It's a charming little setup for some cool speculative fiction—the idea of space tourism and colonization is certainly a pertinent one in the current tech era. But as with Den-noh Coil before, Iso takes that idea and uses it to create a dense, ambitious story that tries to tackle a number of seemingly disparate topics at once. All in about three hours. And it does all of this while also making time for goofy shit like 12-year-olds pissing in their space skivvies.
One of the best things about this show is the playful tone throughout and how most of the kids just really feel like kids. Touya is a tiny little edgelord hacker going through his regular eighth-grader syndrome. Mina is loud and vying for the internet's attention. Hiroshi is an annoying kid brother and also a Touya fanboy. And Taiyou is trying his damnedest to get elected as "Space Hall Cop of the Month".

Taiyou especially has an entire space shuttle's worth of baggage. We slowly learn about his past across the first half of the story, but essentially he and Konoha are the last "extraterrestrial" children alive, since it turns out being born in the moon's gravity and atmosphere severely ramps up infant mortality. So you can understand why he's such a grumpy little shit.

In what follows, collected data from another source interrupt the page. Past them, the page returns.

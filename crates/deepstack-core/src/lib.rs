//! # DeepStack Core
//!
//! Structured logging with rich errors.
//!
//! ## Modules
//!
//! - `level` - Severity levels and level parsing
//! - `value` - Attribute values and key/value input lists
//! - `record` - Log records and reserved attribute keys
//! - `error` - Rich errors carrying a stack trace and context
//! - `stack` - Call stack capture
//! - `sanitize` - Key/value validation and misuse reporting
//! - `backend` - The backend boundary that gates and writes records
//! - `logger` - The leveled logger tying everything together
//!
//! ```
//! use deepstack_core::{kv, Level, Logger, LoggerOptions, NoopBackend, BacktraceStackTracer};
//! use std::sync::Arc;
//!
//! let logger = Logger::new(
//!     Arc::new(NoopBackend),
//!     Arc::new(BacktraceStackTracer::new()),
//!     LoggerOptions::default(),
//! );
//! let err = logger.new_error("user not found", [("user_id", 42)]);
//! logger.error("request failed", kv!["error", err, "path", "/users/42"]);
//! assert!(!logger.enabled(Level::Debug));
//! ```

pub mod backend;
pub mod error;
pub mod level;
pub mod logger;
pub mod record;
pub mod sanitize;
pub mod stack;
pub mod value;

pub use backend::{LoggingBackend, NoopBackend};
pub use error::RichError;
pub use level::Level;
pub use logger::{Logger, LoggerOptions};
pub use record::{
    LogRecord, SourceLocation, ERROR_CAUSE_FIELD, ERROR_FIELD, STACK_TRACE_FIELD,
};
pub use sanitize::Misuse;
pub use stack::{BacktraceStackTracer, StackTracer, DEFAULT_MAX_FRAMES};
pub use value::{ErrorValue, KeyValues, Value};
//! pip upgrade and library installs, always through the venv interpreter.

use crate::config::BootstrapConfig;
use crate::core::{apply_policy, venv};
use crate::domain::model::LibrariesStatus;
use crate::domain::ports::{CommandRunner, CommandSpec};
use crate::utils::error::{BootstrapError, Result};
use std::path::Path;

fn pip_command(config: &BootstrapConfig, interpreter: &Path) -> CommandSpec {
    let mut spec = CommandSpec::new(interpreter)
        .args(["-m", "pip", "install"])
        .current_dir(config.workdir());
    for (key, value) in venv::activation_env(&config.venv_path()) {
        spec = spec.env(key, value);
    }
    spec
}

/// `pip install --upgrade pip` (when enabled) followed by one install of every library.
pub fn install_commands(config: &BootstrapConfig, interpreter: &Path) -> Vec<(String, CommandSpec)> {
    let mut commands = Vec::new();

    if config.upgrade_pip {
        commands.push((
            "Actualizando pip...".to_string(),
            pip_command(config, interpreter).args(["--upgrade", "pip"]),
        ));
    }

    if !config.libraries.is_empty() {
        commands.push((
            format!("Instalando {}...", config.libraries.join(", ")),
            pip_command(config, interpreter).args(config.libraries.iter().cloned()),
        ));
    }

    commands
}

pub async fn install_libraries<R>(
    runner: &R,
    config: &BootstrapConfig,
    interpreter: &Path,
) -> Result<LibrariesStatus>
where
    R: CommandRunner + ?Sized,
{
    let commands = install_commands(config, interpreter);

    if config.dry_run {
        for (_, spec) in &commands {
            println!("Se ejecutaría: {}", spec.display());
        }
        return Ok(LibrariesStatus::Planned);
    }

    let mut first_failure = None;

    for (message, spec) in commands {
        println!("{}", message);

        let failure = match runner.run(&spec).await {
            Ok(output) if output.success() => continue,
            Ok(output) => format!("'{}' failed with {}", spec.display(), output.describe_status()),
            Err(e) => format!("'{}' could not run: {}", spec.display(), e),
        };

        let reason = apply_policy(
            config.policy,
            BootstrapError::LibraryInstallFailure { reason: failure },
        )?;
        first_failure.get_or_insert(reason);
    }

    Ok(match first_failure {
        None => LibrariesStatus::Installed,
        Some(reason) => LibrariesStatus::Failed { reason },
    })
}
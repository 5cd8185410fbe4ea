// Adapters layer: concrete implementations of the domain ports.

pub mod process;

pub use process::SystemRunner;
use std::path::PathBuf;
use thiserror::Error;

#[derive(Error, Debug)]
pub enum BootstrapError {
    #[error("Failed to install system package '{package}': {reason}")]
    PackageInstallFailure { package: String, reason: String },

    #[error("Failed to create virtual environment at {}: {reason}", .path.display())]
    VenvCreationFailure { path: PathBuf, reason: String },

    #[error("Failed to install Python libraries: {reason}")]
    LibraryInstallFailure { reason: String },

    #[error("Entry point not found: {}", .path.display())]
    MissingEntryPointError { path: PathBuf },

    #[error("Failed to launch entry point: {reason}")]
    LaunchFailure { reason: String },

    #[error("IO error: {0}")]
    IoError(#[from] std::io::Error),

    #[error("Serialization error: {0}")]
    SerializationError(#[from] serde_json::Error),

    #[error("TOML parsing error: {0}")]
    TomlError(#[from] toml::de::Error),

    #[error("Configuration error: {message}")]
    ConfigError { message: String },

    #[error("Invalid value '{value}' for {field}: {reason}")]
    InvalidConfigValueError {
        field: String,
        value: String,
        reason: String,
    },
}

#[derive(Debug, Clone, Copy, PartialEq, Eq)]
pub enum ErrorCategory {
    Provisioning,
    Launch,
    Configuration,
    System,
}

#[derive(Debug, Clone, Copy, PartialEq, Eq, PartialOrd, Ord)]
pub enum ErrorSeverity {
    Low,
    Medium,
    High,
    Critical,
}

impl BootstrapError {
    pub fn category(&self) -> ErrorCategory {
        match self {
            Self::PackageInstallFailure { .. }
            | Self::VenvCreationFailure { .. }
            | Self::LibraryInstallFailure { .. } => ErrorCategory::Provisioning,
            Self::MissingEntryPointError { .. } | Self::LaunchFailure { .. } => {
                ErrorCategory::Launch
            }
            Self::TomlError(_) | Self::ConfigError { .. } | Self::InvalidConfigValueError { .. } => {
                ErrorCategory::Configuration
            }
            Self::IoError(_) | Self::SerializationError(_) => ErrorCategory::System,
        }
    }

    pub fn severity(&self) -> ErrorSeverity {
        match self.category() {
            ErrorCategory::Provisioning | ErrorCategory::Launch => ErrorSeverity::High,
            ErrorCategory::Configuration => ErrorSeverity::Medium,
            ErrorCategory::System => ErrorSeverity::Critical,
        }
    }

    /// Exit status the CLI uses when this error ends the run.
    pub fn exit_code(&self) -> i32 {
        match self.severity() {
            ErrorSeverity::Low => 0,
            ErrorSeverity::Medium => 2,
            ErrorSeverity::High => 1,
            ErrorSeverity::Critical => 3,
        }
    }

    pub fn user_friendly_message(&self) -> String {
        match self {
            Self::PackageInstallFailure { package, .. } => {
                format!("Error: no se pudo instalar el paquete {}", package)
            }
            Self::VenvCreationFailure { path, .. } => {
                format!("Error: no se pudo crear el entorno virtual {}", path.display())
            }
            Self::LibraryInstallFailure { .. } => {
                "Error: no se pudieron instalar las dependencias de Python".to_string()
            }
            Self::MissingEntryPointError { path } => {
                let name = path
                    .file_name()
                    .map(|n| n.to_string_lossy().into_owned())
                    .unwrap_or_else(|| path.display().to_string());
                format!("Error: {} no encontrado", name)
            }
            Self::LaunchFailure { reason } => format!("Error al ejecutar el programa: {}", reason),
            other => format!("Error: {}", other),
        }
    }

    pub fn recovery_suggestion(&self) -> &'static str {
        match self {
            Self::PackageInstallFailure { .. } => {
                "Check that apt is available and that you can run it with sudo"
            }
            Self::VenvCreationFailure { .. } => {
                "Make sure python3-venv is installed and the directory is writable"
            }
            Self::LibraryInstallFailure { .. } => {
                "Check your network connection and re-run the bootstrapper"
            }
            Self::MissingEntryPointError { .. } => {
                "Run the bootstrapper from the directory that contains the entry point"
            }
            Self::LaunchFailure { .. } => {
                "Delete the virtual environment directory and run the bootstrapper again"
            }
            Self::TomlError(_) | Self::ConfigError { .. } | Self::InvalidConfigValueError { .. } => {
                "Fix bootstrap.toml or the command-line flags and try again"
            }
            Self::IoError(_) | Self::SerializationError(_) => {
                "Check file permissions and available disk space"
            }
        }
    }
}

pub type Result<T> = std::result::Result<T, BootstrapError>;
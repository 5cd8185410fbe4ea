use crate::utils::error::Result;
use async_trait::async_trait;
use std::path::PathBuf;

#[derive(Debug, Clone, Copy, PartialEq, Eq)]
pub enum StdioMode {
    /// Collect stdout/stderr for parsing.
    Capture,
    /// Share the terminal with the child.
    Inherit,
}

/// A single external invocation. Environment additions apply to that child only.
#[derive(Debug, Clone, PartialEq, Eq)]
pub struct CommandSpec {
    pub program: PathBuf,
    pub args: Vec<String>,
    pub envs: Vec<(String, String)>,
    pub current_dir: Option<PathBuf>,
    pub stdio: StdioMode,
}

impl CommandSpec {
    pub fn new(program: impl Into<PathBuf>) -> Self {
        Self {
            program: program.into(),
            args: Vec::new(),
            envs: Vec::new(),
            current_dir: None,
            stdio: StdioMode::Inherit,
        }
    }

    pub fn arg(mut self, arg: impl Into<String>) -> Self {
        self.args.push(arg.into());
        self
    }

    pub fn args<I, A>(mut self, args: I) -> Self
    where
        I: IntoIterator<Item = A>,
        A: Into<String>,
    {
        self.args.extend(args.into_iter().map(Into::into));
        self
    }

    pub fn env(mut self, key: impl Into<String>, value: impl Into<String>) -> Self {
        self.envs.push((key.into(), value.into()));
        self
    }

    pub fn current_dir(mut self, dir: impl Into<PathBuf>) -> Self {
        self.current_dir = Some(dir.into());
        self
    }

    pub fn captured(mut self) -> Self {
        self.stdio = StdioMode::Capture;
        self
    }

    /// Shell-like rendering for logs and dry-run output.
    pub fn display(&self) -> String {
        std::iter::once(self.program.display().to_string())
            .chain(self.args.iter().cloned())
            .collect::<Vec<_>>()
            .join(" ")
    }
}

#[derive(Debug, Clone, Default, PartialEq, Eq)]
pub struct CommandOutput {
    /// `None` when the child was terminated by a signal.
    pub status: Option<i32>,
    pub stdout: String,
    pub stderr: String,
}

impl CommandOutput {
    pub fn success(&self) -> bool {
        self.status == Some(0)
    }

    pub fn describe_status(&self) -> String {
        match self.status {
            Some(code) => format!("exit status {}", code),
            None => "terminated by signal".to_string(),
        }
    }
}

/// Spawns external programs. An `Err` means the program could not be started
/// at all; a non-zero exit is reported through [`CommandOutput::status`].
#[async_trait]
pub trait CommandRunner: Send + Sync {
    async fn run(&self, command: &CommandSpec) -> Result<CommandOutput>;
}
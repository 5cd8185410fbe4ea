pub mod engine;
#[cfg(feature = "cli")]
pub mod host;
pub mod launcher;
pub mod libraries;
pub mod system_packages;
pub mod venv;

pub use crate::domain::model::{BootstrapReport, FailurePolicy};
pub use crate::domain::ports::{CommandOutput, CommandRunner, CommandSpec};
pub use crate::utils::error::{BootstrapError, Result};

/// Best-effort turns a provisioning error into a recorded reason; fail-fast returns it.
pub(crate) fn apply_policy(policy: FailurePolicy, error: BootstrapError) -> Result<String> {
    match policy {
        FailurePolicy::FailFast => Err(error),
        FailurePolicy::BestEffort => {
            tracing::warn!("{} (continuing)", error);
            Ok(match error {
                BootstrapError::PackageInstallFailure { reason, .. }
                | BootstrapError::VenvCreationFailure { reason, .. }
                | BootstrapError::LibraryInstallFailure { reason } => reason,
                other => other.to_string(),
            })
        }
    }
}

Also he's kiiiiiind of an eco-fascist? Kid really needs to learn to channel his angst into a nu metal phase like the rest of us.
The chip in his head was actually designed by The Smartest AI Ever simply called "Seven". Apparently the chips were supposed to dissolve as the space kids grew older but after Seven went a little crazy and had to be shut down, they noticed a design flaw. Now the chips could threaten both Taiyou and Konoha's lives and futures. I haven't really mentioned Konoha's personality, but she's particularly defined by being frail and also listening to SPACE WHALES.
Yeah, on the surface Konoha is easily the least developed of the five central kids, but that turns out to be partially on purpose. While Taiyou's channeled his impending death into anger and resentment, Konoha's gone beyond making peace with it and almost seems to be anticipating slipping the mortal coil.

Also, while all that Seven stuff becomes important later, my favorite early detail is that they can't even get compensation for the faulty brain implants because the company that made them filed for bankruptcy. Even in the future, tech companies just waltz through loopholes.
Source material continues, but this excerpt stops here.